By the time the others came in, the blood had long since soaked into the protein mixture. They asked if she was OK, an
d she said it was just a cut. A stupid mistake, a sneeze that had thrown her off.
Through the lab door she saw Sophie floating in space.
“I said maybe it's not the best place for us.”
“But we're free here.”
“Only in the lab.”
“I don't get it. Where else is there?”
“Here.”
“In here? In our quarters? What have I done?”
“You don't understand.”
“I'm trying to. You're not making sense.”
“Don't tell me what I am or am not. You have no idea.”
“Give me an idea, then!”
“Don't shout.”
“Help me. I'm obviously missing something. I thought we were happy. Us.”
“I do love you.”
“What is it then?”
“Here. Fall. I feel, I don't know. Trapped. Suffocated. Unclean.”
“Unclean? Are … Are you having an affair?”
“How can you say that? How dare you! I love you.”
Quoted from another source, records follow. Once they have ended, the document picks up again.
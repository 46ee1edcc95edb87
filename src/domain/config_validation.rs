//! Configuration validation and typed run configuration.
//!
//! Every key is checked before any bar is fetched. `build_backtest_config`
//! validates first and then assembles the typed [`BacktestConfig`].

use crate::domain::backtest::BacktestConfig;
use crate::domain::error::SimError;
use crate::domain::execution::LedgerConfig;
use crate::domain::interval::BarInterval;
use crate::domain::metrics::AnalyzerConfig;
use crate::domain::risk::RiskLimits;
use crate::domain::strategy::DualMaConfig;
use crate::domain::universe::parse_symbols;
use crate::ports::config_port::ConfigPort;
use chrono::{FixedOffset, NaiveDate};
use std::path::PathBuf;
use std::str::FromStr;

pub const DUAL_MA_STRATEGY: &str = "dual_ma";
const DEFAULT_DATA_DIR: &str = "data";
const MAX_OFFSET_HOURS: i64 = 23;

pub fn validate_run_config(config: &dyn ConfigPort) -> Result<(), SimError> {
    validate_backtest_section(config)?;
    validate_risk_section(config)?;
    validate_strategy_section(config)?;
    Ok(())
}

pub fn validate_backtest_section(config: &dyn ConfigPort) -> Result<(), SimError> {
    validate_symbols(config)?;
    validate_dates(config)?;
    validate_interval(config)?;
    validate_provider(config)?;
    validate_initial_cash(config)?;
    validate_rates(config)?;
    validate_periods_per_year(config)?;
    Ok(())
}

pub fn validate_risk_section(config: &dyn ConfigPort) -> Result<(), SimError> {
    let max_position: i64 = value_or(config, "risk", "max_position", 100)?;
    if max_position <= 0 {
        return Err(invalid("risk", "max_position", "max_position must be positive"));
    }

    let max_drawdown: f64 = value_or(config, "risk", "max_drawdown", 0.2)?;
    if !(0.0..=1.0).contains(&max_drawdown) {
        return Err(invalid("risk", "max_drawdown", "max_drawdown must be between 0 and 1"));
    }

    if let Some(loss) = optional_value::<f64>(config, "risk", "max_daily_loss")?
        && (!loss.is_finite() || loss <= 0.0)
    {
        return Err(invalid("risk", "max_daily_loss", "max_daily_loss must be positive"));
    }

    if let Some(trades) = optional_value::<i64>(config, "risk", "max_daily_trades")?
        && trades <= 0
    {
        return Err(invalid(
            "risk",
            "max_daily_trades",
            "max_daily_trades must be positive",
        ));
    }

    day_offset(config)?;
    Ok(())
}

pub fn validate_strategy_section(config: &dyn ConfigPort) -> Result<(), SimError> {
    let name = strategy_name(config);
    if name != DUAL_MA_STRATEGY {
        return Err(invalid(
            "strategy",
            "name",
            &format!("unknown strategy '{name}' (expected {DUAL_MA_STRATEGY})"),
        ));
    }
    let strategy = dual_ma_config(config)?;
    strategy
        .validate()
        .map_err(|reason| invalid("strategy", "short_window", &reason))
}

/// Validate and assemble the typed run configuration.
pub fn build_backtest_config(config: &dyn ConfigPort) -> Result<BacktestConfig, SimError> {
    validate_run_config(config)?;

    let interval = parse_interval(config)?;
    let risk_free_rate = value_or(config, "backtest", "risk_free_rate", 0.0)?;
    let mut analyzer = AnalyzerConfig::for_interval(interval, risk_free_rate);
    if let Some(periods) = optional_value::<f64>(config, "backtest", "periods_per_year")? {
        analyzer.periods_per_year = periods;
    }

    let max_daily_trades = optional_value::<i64>(config, "risk", "max_daily_trades")?
        .map(|n| {
            u32::try_from(n)
                .map_err(|_| invalid("risk", "max_daily_trades", "max_daily_trades is too large"))
        })
        .transpose()?;

    let ledger_defaults = LedgerConfig::default();
    Ok(BacktestConfig {
        symbols: symbols(config)?,
        start_date: parse_date(config, "start_date")?,
        end_date: parse_date(config, "end_date")?,
        interval,
        provider: provider(config)?,
        data_dir: config
            .get_string("data", "directory")
            .map(PathBuf::from)
            .unwrap_or_else(|| PathBuf::from(DEFAULT_DATA_DIR)),
        ledger: LedgerConfig {
            initial_cash: value_or(config, "backtest", "initial_cash", ledger_defaults.initial_cash)?,
            commission_rate: value_or(config, "backtest", "commission_rate", 0.0)?,
            slippage_rate: value_or(config, "backtest", "slippage_rate", 0.0)?,
        },
        risk: RiskLimits {
            max_position: value_or(config, "risk", "max_position", 100)?,
            max_drawdown: value_or(config, "risk", "max_drawdown", 0.2)?,
            max_daily_loss: optional_value(config, "risk", "max_daily_loss")?,
            max_daily_trades,
        },
        day_offset: day_offset(config)?,
        strategy_name: strategy_name(config),
        strategy: dual_ma_config(config)?,
        analyzer,
    })
}

fn invalid(section: &str, key: &str, reason: &str) -> SimError {
    SimError::ConfigInvalid {
        section: section.to_string(),
        key: key.to_string(),
        reason: reason.to_string(),
    }
}

fn missing(section: &str, key: &str) -> SimError {
    SimError::ConfigMissing {
        section: section.to_string(),
        key: key.to_string(),
    }
}

/// Parse a present key; `None` when absent, an error when unparseable.
fn optional_value<T: FromStr>(
    config: &dyn ConfigPort,
    section: &str,
    key: &str,
) -> Result<Option<T>, SimError> {
    match config.get_string(section, key) {
        None => Ok(None),
        Some(raw) if raw.trim().is_empty() => Ok(None),
        Some(raw) => raw
            .trim()
            .parse::<T>()
            .map(Some)
            .map_err(|_| invalid(section, key, &format!("'{raw}' is not a valid number"))),
    }
}

fn value_or<T: FromStr>(
    config: &dyn ConfigPort,
    section: &str,
    key: &str,
    default: T,
) -> Result<T, SimError> {
    Ok(optional_value(config, section, key)?.unwrap_or(default))
}

fn symbols(config: &dyn ConfigPort) -> Result<Vec<String>, SimError> {
    let raw = config
        .get_string("backtest", "symbols")
        .filter(|s| !s.trim().is_empty())
        .map(|s| ("symbols", s))
        .or_else(|| {
            config
                .get_string("backtest", "symbol")
                .filter(|s| !s.trim().is_empty())
                .map(|s| ("symbol", s))
        });

    match raw {
        Some((key, list)) => {
            parse_symbols(&list).map_err(|e| invalid("backtest", key, &e.to_string()))
        }
        None => Err(missing("backtest", "symbols")),
    }
}

fn validate_symbols(config: &dyn ConfigPort) -> Result<(), SimError> {
    symbols(config).map(|_| ())
}

fn parse_date(config: &dyn ConfigPort, field: &str) -> Result<NaiveDate, SimError> {
    match config.get_string("backtest", field) {
        None => Err(missing("backtest", field)),
        Some(s) => NaiveDate::parse_from_str(s.trim(), "%Y-%m-%d").map_err(|_| {
            invalid(
                "backtest",
                field,
                &format!("invalid {field} format, expected YYYY-MM-DD"),
            )
        }),
    }
}

fn validate_dates(config: &dyn ConfigPort) -> Result<(), SimError> {
    let start_date = parse_date(config, "start_date")?;
    let end_date = parse_date(config, "end_date")?;

    if start_date > end_date {
        return Err(invalid(
            "backtest",
            "start_date",
            "start_date must not be after end_date",
        ));
    }
    Ok(())
}

fn parse_interval(config: &dyn ConfigPort) -> Result<BarInterval, SimError> {
    match config.get_string("backtest", "interval") {
        None => Ok(BarInterval::default()),
        Some(s) => s
            .parse::<BarInterval>()
            .map_err(|e| invalid("backtest", "interval", &e.to_string())),
    }
}

fn validate_interval(config: &dyn ConfigPort) -> Result<(), SimError> {
    parse_interval(config).map(|_| ())
}

fn provider(config: &dyn ConfigPort) -> Result<String, SimError> {
    match config.get_string("backtest", "provider") {
        Some(s) if !s.trim().is_empty() => Ok(s.trim().to_lowercase()),
        _ => Err(missing("backtest", "provider")),
    }
}

fn validate_provider(config: &dyn ConfigPort) -> Result<(), SimError> {
    provider(config).map(|_| ())
}

fn validate_initial_cash(config: &dyn ConfigPort) -> Result<(), SimError> {
    let value: f64 = value_or(config, "backtest", "initial_cash", LedgerConfig::default().initial_cash)?;
    if value <= 0.0 || !value.is_finite() {
        return Err(invalid("backtest", "initial_cash", "initial_cash must be positive"));
    }
    Ok(())
}

fn validate_rates(config: &dyn ConfigPort) -> Result<(), SimError> {
    for key in ["commission_rate", "slippage_rate"] {
        let value: f64 = value_or(config, "backtest", key, 0.0)?;
        if !(0.0..1.0).contains(&value) {
            return Err(invalid(
                "backtest",
                key,
                &format!("{key} must be non-negative and below 1"),
            ));
        }
    }

    let rf: f64 = value_or(config, "backtest", "risk_free_rate", 0.0)?;
    if !(0.0..1.0).contains(&rf) {
        return Err(invalid(
            "backtest",
            "risk_free_rate",
            "risk_free_rate must be between 0 and 1",
        ));
    }
    Ok(())
}

fn validate_periods_per_year(config: &dyn ConfigPort) -> Result<(), SimError> {
    if let Some(periods) = optional_value::<f64>(config, "backtest", "periods_per_year")?
        && (periods <= 0.0 || !periods.is_finite())
    {
        return Err(invalid(
            "backtest",
            "periods_per_year",
            "periods_per_year must be positive",
        ));
    }
    Ok(())
}

fn day_offset(config: &dyn ConfigPort) -> Result<FixedOffset, SimError> {
    let hours: i64 = value_or(config, "risk", "day_utc_offset_hours", 0)?;
    if !(-MAX_OFFSET_HOURS..=MAX_OFFSET_HOURS).contains(&hours) {
        return Err(invalid(
            "risk",
            "day_utc_offset_hours",
            "day_utc_offset_hours must be between -23 and 23",
        ));
    }
    // |hours| <= 23 always fits in i32 seconds.
    FixedOffset::east_opt((hours * 3600) as i32).ok_or_else(|| {
        invalid(
            "risk",
            "day_utc_offset_hours",
            "day_utc_offset_hours is out of range",
        )
    })
}

fn strategy_name(config: &dyn ConfigPort) -> String {
    config
        .get_string("strategy", "name")
        .map(|s| s.trim().to_lowercase())
        .filter(|s| !s.is_empty())
        .unwrap_or_else(|| DUAL_MA_STRATEGY.to_string())
}

fn dual_ma_config(config: &dyn ConfigPort) -> Result<DualMaConfig, SimError> {
    let defaults = DualMaConfig::default();
    let window = |key: &str, default: usize| -> Result<usize, SimError> {
        let value: i64 = value_or(config, "strategy", key, default as i64)?;
        usize::try_from(value).map_err(|_| invalid("strategy", key, &format!("{key} must be positive")))
    };
    Ok(DualMaConfig {
        short_window: window("short_window", defaults.short_window)?,
        long_window: window("long_window", defaults.long_window)?,
        trade_size: value_or(config, "strategy", "trade_size", defaults.trade_size)?,
    })
}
“I'm sorry, it's just … What do you mean, 'unclean'? Trapped by what?”
“I want to leave this place. Fall isn't right for us.”
“It's a two year re-integration process. You know that. We'll have to leave everything behind. Our research.”
“Two years.”
“Huriko, what's wrong?”
In Huriko's dream were monsters. Dark shapes around corners. Moody presences at her back. Threatening clouds. They reached into her heart and wrenched it black. Fear volted her.
Gripping the sheets, she woke in the night, holding her breath. A pale triangle stretched across the ceiling, the living room light leaking in. Her chest was going to explode. Her stomach turned. She slid out of bed, cold, sweating.